L'oro viene spesso esportato tramite intermediari e paesi confinanti (ad es. Uganda, Ruanda) per occultarne l'origine, prima di entrare nella catena di approvvigionamento internazionale ed essere lavorato in lingotti Doré o consegnato alle raffinerie di metalli preziosi.
Quadro normativo
| Normativa | Ambito di applicazione | Requisito centrale |
|---|---|---|
| OECD Due Diligence Guidance (2011/2016) | Internazionale, volontaria | Dovere di diligenza lungo la catena di approvvigionamento |
| Regolamento UE sui minerali di conflitto (2021) | Importatori UE | Due diligence obbligatoria per i metalli 3TG (stagno, tantalio, tungsteno, oro) |
| Dodd-Frank Act Section 1502 (USA, 2010) | Società USA quotate | Obbligo di divulgazione per i "conflict minerals" |
| LBMA Responsible Gold Guidance | Raffinerie accreditate LBMA | Audit annuale, prova di provenienza |
| RGMP (World Gold Council, 2019) | Imprese minerarie | Responsible Gold Mining Principles, 9 principi |
Il Regolamento UE sui minerali di conflitto obbliga dal gennaio 2021 tutti gli importatori UE di oro e di tre altri metalli (noti come "3TG") alla verifica di diligenza sulla catena di approvvigionamento. Le piccole quantità sono escluse tramite soglie quantitative.
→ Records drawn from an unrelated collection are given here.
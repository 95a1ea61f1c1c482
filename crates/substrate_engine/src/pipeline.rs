//! Pipeline for staged scheduling
//!
//! Gantree: L4_Integration → Pipeline
//!
//! `Unmapped → pre_map() → Mapped → schedule() → Scheduled`, or
//! `Unmapped → skip_mapping() → schedule() → Scheduled`. Each stage keeps its
//! intermediate result; calls out of order fail with `InvalidStage`.

use crate::config::SchedulerConfig;
use serde::{Deserialize, Serialize};
use std::fmt;
use substrate_core::{ResourceGraph, SubstrateError, SubstrateResult};
use substrate_mapping::{MappingResult, NodeMapping, PreMappingOptimizer};
use substrate_schedule::{Schedule, Scheduler};

/// Pipeline stage
/// Gantree: PipelineStage // 파이프라인 단계
#[derive(Debug, Clone, Copy, PartialEq, Eq, Serialize, Deserialize)]
pub enum PipelineStage {
    /// Graph as supplied
    Unmapped,
    /// Graph relabeled by the pre-mapping optimizer
    Mapped,
    /// Schedule produced
    Scheduled,
}

impl fmt::Display for PipelineStage {
    fn fmt(&self, f: &mut fmt::Formatter<'_>) -> fmt::Result {
        let name = match self {
            PipelineStage::Unmapped => "unmapped",
            PipelineStage::Mapped => "mapped",
            PipelineStage::Scheduled => "scheduled",
        };
        f.write_str(name)
    }
}

/// Pipeline state holding intermediate results
#[derive(Debug, Clone)]
pub struct PipelineState {
    /// Current stage
    pub stage: PipelineStage,

    /// Pre-mapping outcome
    pub mapping: Option<MappingResult>,

    /// Pre-mapping was explicitly skipped
    pub mapping_skipped: bool,

    /// Schedule in original node ids
    pub schedule: Option<Schedule>,
}

impl PipelineState {
    /// Fresh state
    pub fn new() -> Self {
        Self {
            stage: PipelineStage::Unmapped,
            mapping: None,
            mapping_skipped: false,
            schedule: None,
        }
    }

    /// Check if the graph was relabeled
    pub fn is_mapped(&self) -> bool {
        self.mapping.is_some()
    }

    /// Check if scheduled
    pub fn is_scheduled(&self) -> bool {
        self.schedule.is_some()
    }
}

impl Default for PipelineState {
    fn default() -> Self {
        Self::new()
    }
}

/// Staged scheduling pipeline over one graph
/// Gantree: Pipeline // 단계별 실행
pub struct Pipeline<'g> {
    /// Input graph
    graph: &'g ResourceGraph,

    /// Configuration
    config: SchedulerConfig,

    /// Current state
    state: PipelineState,
}

impl<'g> Pipeline<'g> {
    // ========================================================================
    // Constructors
    // ========================================================================

    /// Create a pipeline for `graph`
    pub fn new(graph: &'g ResourceGraph, config: SchedulerConfig) -> Self {
        Self {
            graph,
            config,
            state: PipelineState::new(),
        }
    }

    // ========================================================================
    // Stage Accessors
    // ========================================================================

    /// Current stage
    pub fn stage(&self) -> PipelineStage {
        self.state.stage
    }

    /// Current state
    pub fn state(&self) -> &PipelineState {
        &self.state
    }

    /// Configuration
    pub fn config(&self) -> &SchedulerConfig {
        &self.config
    }

    /// Input graph
    pub fn graph(&self) -> &ResourceGraph {
        self.graph
    }

    /// Mapping table, once pre-mapped
    pub fn mapping(&self) -> Option<&NodeMapping> {
        self.state.mapping.as_ref().map(|m| &m.mapping)
    }

    fn invalid(&self, requested: &str) -> SubstrateError {
        SubstrateError::InvalidStage {
            current: self.state.stage.to_string(),
            requested: requested.to_string(),
        }
    }

    // ========================================================================
    // Pipeline Stages
    // ========================================================================

    /// Stage 1a: relabel the graph
    pub fn pre_map(&mut self) -> SubstrateResult<&MappingResult> {
        if self.state.stage != PipelineStage::Unmapped || self.state.mapping_skipped {
            return Err(self.invalid("pre_map"));
        }

        let optimizer = PreMappingOptimizer::new(self.config.mapping.clone());
        let result = optimizer.optimize(self.graph, self.config.edge_order)?;

        log::info!(
            "pipeline: pre-mapped with {} ({} evaluations, {} rounds saved)",
            result.candidate,
            result.evaluations,
            result.rounds_saved()
        );

        self.state.stage = PipelineStage::Mapped;
        Ok(self.state.mapping.insert(result))
    }

    /// Stage 1b: keep the graph as supplied
    pub fn skip_mapping(&mut self) -> SubstrateResult<()> {
        if self.state.stage != PipelineStage::Unmapped {
            return Err(self.invalid("skip_mapping"));
        }

        log::info!("pipeline: pre-mapping skipped");
        self.state.mapping_skipped = true;
        Ok(())
    }

    /// Stage 2: schedule, translating back to original ids when mapped
    pub fn schedule(&mut self) -> SubstrateResult<&Schedule> {
        if self.state.stage == PipelineStage::Scheduled {
            return Err(self.invalid("schedule"));
        }

        let options = self.config.to_schedule_options();
        let schedule = match &self.state.mapping {
            Some(result) => {
                let mapped = Scheduler::compute(&result.graph, self.config.strategy, &options)?;
                let restored = result.mapping.unmap_schedule(&mapped)?;
                let mut stats = restored.stats().clone();
                stats.pre_mapped = true;
                restored.with_stats(stats)
            }
            None => Scheduler::compute(self.graph, self.config.strategy, &options)?,
        };

        log::info!(
            "pipeline: scheduled {} operations in {} rounds ({})",
            schedule.num_operations(),
            schedule.num_rounds(),
            self.config.strategy
        );

        self.state.stage = PipelineStage::Scheduled;
        Ok(self.state.schedule.insert(schedule))
    }

    /// Run every stage the configuration asks for
    pub fn run(&mut self) -> SubstrateResult<Schedule> {
        self.config.validate()?;

        if self.config.apply_pre_mapping {
            self.pre_map()?;
        } else {
            self.skip_mapping()?;
        }

        Ok(self.schedule()?.clone())
    }

    // ========================================================================
    // Reset
    // ========================================================================

    /// Reset to the unmapped stage
    pub fn reset(&mut self) {
        self.state = PipelineState::new();
    }

    /// Reset and reconfigure
    pub fn reconfigure(&mut self, config: SchedulerConfig) {
        self.config = config;
        self.state = PipelineState::new();
    }

    /// Consume the pipeline, yielding the schedule if one was produced
    pub fn into_schedule(self) -> Option<Schedule> {
        self.state.schedule
    }
}

// ============================================================================
// Tests
// ============================================================================

#[cfg(test)]
mod tests {
    use super::*;
    use substrate_schedule::Strategy;

    fn wheel(n: usize) -> ResourceGraph {
        let mut edges: Vec<(usize, usize)> = (1..n).map(|i| (0, i)).collect();
        edges.extend((1..n).map(|i| (i, if i + 1 < n { i + 1 } else { 1 })));
        ResourceGraph::new((0..n).collect(), edges).unwrap()
    }

    #[test]
    fn test_stages_with_mapping() {
        let g = wheel(8);
        let mut pipeline = Pipeline::new(&g, SchedulerConfig::optimized());
        assert_eq!(pipeline.stage(), PipelineStage::Unmapped);

        pipeline.pre_map().unwrap();
        assert_eq!(pipeline.stage(), PipelineStage::Mapped);
        assert!(pipeline.mapping().is_some());

        let schedule = pipeline.schedule().unwrap().clone();
        assert_eq!(pipeline.stage(), PipelineStage::Scheduled);
        assert!(schedule.verify(&g).is_ok());
        assert!(schedule.stats().pre_mapped);
        assert_eq!(schedule.strategy(), Strategy::Optimized);
    }

    #[test]
    fn test_schedule_without_mapping_stage() {
        let g = wheel(6);
        let mut pipeline = Pipeline::new(&g, SchedulerConfig::fast());

        let schedule = pipeline.schedule().unwrap();
        assert!(!schedule.stats().pre_mapped);
        assert_eq!(schedule.num_rounds(), 5);
    }

    #[test]
    fn test_out_of_order_calls() {
        let g = wheel(6);
        let mut pipeline = Pipeline::new(&g, SchedulerConfig::fast());

        pipeline.skip_mapping().unwrap();
        assert!(matches!(pipeline.pre_map(), Err(SubstrateError::InvalidStage { .. })));

        pipeline.schedule().unwrap();
        assert!(matches!(pipeline.schedule(), Err(SubstrateError::InvalidStage { .. })));
        assert!(pipeline.skip_mapping().is_err());

        let err = pipeline.pre_map().unwrap_err();
        assert_eq!(
            err,
            SubstrateError::InvalidStage {
                current: "scheduled".into(),
                requested: "pre_map".into()
            }
        );
    }

    #[test]
    fn test_run_and_reset() {
        let g = wheel(7);
        let mut pipeline = Pipeline::new(&g, SchedulerConfig::fast().with_pre_mapping(true));

        let first = pipeline.run().unwrap();
        assert!(first.stats().pre_mapped);

        pipeline.reset();
        assert_eq!(pipeline.stage(), PipelineStage::Unmapped);
        assert!(!pipeline.state().is_scheduled());

        pipeline.reconfigure(SchedulerConfig::fast());
        let second = pipeline.run().unwrap();
        assert!(!second.stats().pre_mapped);
        assert!(pipeline.into_schedule().is_some());
    }

    #[test]
    fn test_run_rejects_invalid_config() {
        let g = wheel(5);
        let config = SchedulerConfig::optimized().with_time_limit_ms(0);
        let mut pipeline = Pipeline::new(&g, config);

        assert!(matches!(pipeline.run(), Err(SubstrateError::InvalidConfig(_))));
        assert_eq!(pipeline.stage(), PipelineStage::Unmapped);
    }
}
L'estrazione artigianale su piccola scala (ASM) come problema chiave
Gran parte dell'oro da conflitto proviene dall'estrazione artigianale e su piccola scala (Artisanal and Small-Scale Mining, ASM). Nel mondo si stima che 15–20 milioni di persone siano attive nell'ASM, di cui una parte considerevole in Stati fragili. L'oro ASM è difficile da tracciare, perché:
- Non esiste un sistema formale di licenze o registrazione.
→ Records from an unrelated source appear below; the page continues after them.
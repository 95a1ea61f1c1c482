//! Constants for the substrate scheduler
//!
//! Gantree: L0_Foundation → Constants
//!
//! Scheduling defaults, pre-mapping effort budgets and the benchmark matrix.

// ============================================================================
// Graph Constants
// Gantree: graph // 그래프 상수
// ============================================================================

pub mod graph {
    //! Resource graph defaults

    /// Weight given to edges built without an explicit weight
    /// Gantree: DEFAULT_EDGE_WEIGHT: u32 = 1
    pub const DEFAULT_EDGE_WEIGHT: u32 = 1;
}

// ============================================================================
// Scheduling Constants
// Gantree: scheduling // 스케줄링 상수
// ============================================================================

pub mod scheduling {
    //! Strategy budgets

    /// Default iteration ceiling for the optimized strategy
    /// Gantree: DEFAULT_MAX_ITERATIONS: usize = 100_000
    pub const DEFAULT_MAX_ITERATIONS: usize = 100_000;

    /// Iteration ceiling used by the quick presets
    pub const QUICK_MAX_ITERATIONS: usize = 5_000;

    /// Upper bound on Kempe-chain colour pairs tried per edge move
    pub const MAX_KEMPE_PAIRS_PER_MOVE: usize = 16;

    /// Greedy list-scheduling round bound: `max_degree + 1`
    #[inline]
    pub const fn round_bound(max_degree: usize) -> usize {
        max_degree + 1
    }
}

// ============================================================================
// Mapping Constants
// Gantree: mapping // 사전 매핑 상수
// ============================================================================

pub mod mapping {
    //! Pre-mapping effort budget

    /// Maximum candidate orderings evaluated per call
    pub const DEFAULT_MAX_CANDIDATES: usize = 3;

    /// Graphs above this edge count are only given the identity mapping
    pub const DEFAULT_MAX_EDGES: usize = 1_000_000;
}

// ============================================================================
// Benchmark Constants
// Gantree: bench // 벤치마크 상수
// ============================================================================

pub mod bench {
    //! Benchmark parameter space

    /// Node counts exercised by the timing matrix
    pub const SIZES: [usize; 3] = [10, 100, 1000];

    /// Edge probabilities for Erdos-Renyi graphs
    pub const ER_PROBABILITIES: [f64; 2] = [0.01, 0.1];

    /// Fixed seed for random graph families
    pub const DEFAULT_SEED: u64 = 42;

    /// Name prefix of timing cases
    pub const TIMING_PREFIX: &str = "test_substrate_scheduler_timing";

    /// Suffix for cases run with pre-mapping
    pub const PRE_MAPPING_SUFFIX: &str = "_with_pre_mapping_optimizer";
}

// ============================================================================
// Tests
// ============================================================================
- L'oro non è fisicamente distinguibile dalle fonti legali.
- I documenti di esportazione nei paesi di transito possono essere facilmente falsificati.
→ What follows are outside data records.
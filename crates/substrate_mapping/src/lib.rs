//! # Substrate Mapping
//!
//! Optional pre-mapping stage: relabel the resource graph so the greedy
//! scheduler visits operations in a better order.
//!
//! ## Gantree Architecture
//!
//! ```text
//! substrate_mapping // L3: Pre-Mapping (완료)
//!     NodeMapping // 원래 ID ↔ 새 ID 전단사 (완료)
//!     MappingCandidate // 항등/차수/너비우선 후보 (완료)
//!     PreMappingOptimizer // 후보 평가 + 항등 폴백 (완료)
//! ```
//!
//! ## Quick Start
//!
//! ```rust
//! use substrate_core::ResourceGraph;
//! use substrate_mapping::prelude::*;
//! use substrate_schedule::{EdgeOrder, Scheduler};
//!
//! let graph = ResourceGraph::new((0..5).collect(), vec![(0, 1), (1, 2), (2, 3), (3, 4)]).unwrap();
//!
//! let result = PreMappingOptimizer::default()
//!     .optimize(&graph, EdgeOrder::Insertion)
//!     .unwrap();
//!
//! let schedule = Scheduler::compute_fast(&result.graph).unwrap();
//! let restored = result.mapping.unmap_schedule(&schedule).unwrap();
//! assert!(restored.verify(&graph).is_ok());
//! ```

#![warn(missing_docs)]

// ============================================================================
// Module Declarations
// ============================================================================

/// Relabeling table (Gantree: L3_Mapping → NodeMapping)
pub mod mapping;

/// Candidate search (Gantree: L3_Mapping → PreMappingOptimizer)
pub mod optimizer;

// ============================================================================
// Re-exports
// ============================================================================

pub use mapping::NodeMapping;
pub use optimizer::{MappingCandidate, MappingConfig, MappingResult, PreMappingOptimizer};

// ============================================================================
// Prelude
// ============================================================================

pub mod prelude {
    //! Prelude module for convenient imports
    //!
    //! ```rust
    //! use substrate_mapping::prelude::*;
    //! ```

    pub use crate::mapping::NodeMapping;
    pub use crate::optimizer::{MappingCandidate, MappingConfig, MappingResult, PreMappingOptimizer};
}

// ============================================================================
// Integration Tests
// ============================================================================

#[cfg(test)]
mod tests {
    use super::prelude::*;
    use proptest::prelude::{prop_assert, prop_assert_eq, proptest};
    use proptest::strategy::Strategy as _;
    use substrate_core::ResourceGraph;
    use substrate_schedule::{EdgeOrder, Scheduler};

    #[test]
    fn test_barbell_roundtrip() {
        // two triangles joined by a bridge
        let g = ResourceGraph::new(
            (0..6).collect(),
            vec![(0, 1), (1, 2), (0, 2), (2, 3), (3, 4), (4, 5), (3, 5)],
        )
        .unwrap();

        let result = PreMappingOptimizer::default()
            .optimize(&g, EdgeOrder::DegreeDescending)
            .unwrap();
        let schedule = Scheduler::compute_optimized(&result.graph).unwrap();
        let restored = result.mapping.unmap_schedule(&schedule).unwrap();

        assert!(restored.verify(&g).is_ok());
        assert_eq!(restored.num_rounds(), schedule.num_rounds());
    }

    #[test]
    fn test_sparse_ids() {
        let g = ResourceGraph::new(vec![10, 20, 30, 40], vec![(10, 40), (20, 40), (30, 40)]).unwrap();
        let mapping = MappingCandidate::DegreeDescending.mapping(&g).unwrap();

        // the hub takes the smallest id
        assert_eq!(mapping.map(40), Some(10));
        let mapped = mapping.apply(&g).unwrap();
        assert_eq!(mapped.degree(10), 3);
    }

    fn arb_graph() -> impl proptest::strategy::Strategy<Value = ResourceGraph> {
        (1usize..20).prop_flat_map(|n| {
            proptest::collection::vec((0..n, 0..n), 0..60).prop_map(move |pairs| {
                let edges = pairs.into_iter().filter(|(a, b)| a != b).collect();
                ResourceGraph::new((0..n).collect(), edges).unwrap()
            })
        })
    }

    proptest! {
        #[test]
        fn prop_mapping_preserves_topology(graph in arb_graph()) {
            for candidate in MappingCandidate::ALL {
                let mapping = candidate.mapping(&graph).unwrap();
                let mapped = mapping.apply(&graph).unwrap();

                prop_assert_eq!(mapped.num_nodes(), graph.num_nodes());
                prop_assert_eq!(mapped.num_edges(), graph.num_edges());
                for edge in graph.edges() {
                    let (u, v) = edge.endpoints();
                    let (a, b) = (mapping.map(u).unwrap(), mapping.map(v).unwrap());
                    prop_assert!(mapped.has_edge(a, b));
                    prop_assert_eq!(mapping.unmap(a), Some(u));
                }
            }
        }

        #[test]
        fn prop_optimizer_never_worse_than_identity(graph in arb_graph()) {
            let result = PreMappingOptimizer::default()
                .optimize(&graph, EdgeOrder::Insertion)
                .unwrap();
            prop_assert!(result.mapped_rounds <= result.baseline_rounds);

            let schedule = Scheduler::compute_fast(&result.graph).unwrap();
            let restored = result.mapping.unmap_schedule(&schedule).unwrap();
            prop_assert!(restored.verify(&graph).is_ok());
        }
    }
}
Certificazione e tracciabilità
Contro l'oro da conflitto sono stati sviluppati vari sistemi di certificazione:
- LBMA Responsible Gold Guidance: tutte le raffinerie Good Delivery devono essere sottoposte ad audit annuale e fornire prove di provenienza (vedi LBMA Good Delivery).
- Standard Fairtrade e Fairmined: certificano un'estrazione ASM sostenibile con criteri sociali e ambientali (vedi oro sostenibile).
- ITSCI (ITRI Tin Supply Chain Initiative): sistema di tagging dei sacchi di minerale alla fonte, principalmente nella RDC.
- Tracciabilità basata su blockchain: progetti pilota (ad es. RCS Global, Everledger) cercano di ancorare digitalmente la provenienza.
Impatto sul mercato dell'oro
Secondo le stime di esperti del settore, l'oro da conflitto rappresenta una quota piccola ma non trascurabile della produzione primaria globale. Per gli investitori e gli acquirenti vale la regola: i lingotti e le monete di raffinerie e zecche accreditate (Perth Mint, Zecca d'Austria e altre) sono sottoposti ad audit conformi alle norme LBMA, il che riduce sensibilmente il rischio. Il valore di fusione di un investimento in oro può essere calcolato in qualsiasi momento, indipendentemente dalle questioni di provenienza.
In breve
L'oro da conflitto nasce là dove l'estrazione dell'oro finanzia violenza, sfruttamento o guerra. Normative internazionali come il Regolamento UE sui minerali di conflitto e gli standard LBMA aumentano la trasparenza, ma la tracciabilità senza lacune – soprattutto nel settore artigianale – resta una sfida globale. Gli acquirenti di lingotti e monete certificati da fonti accreditate minimizzano questo rischio.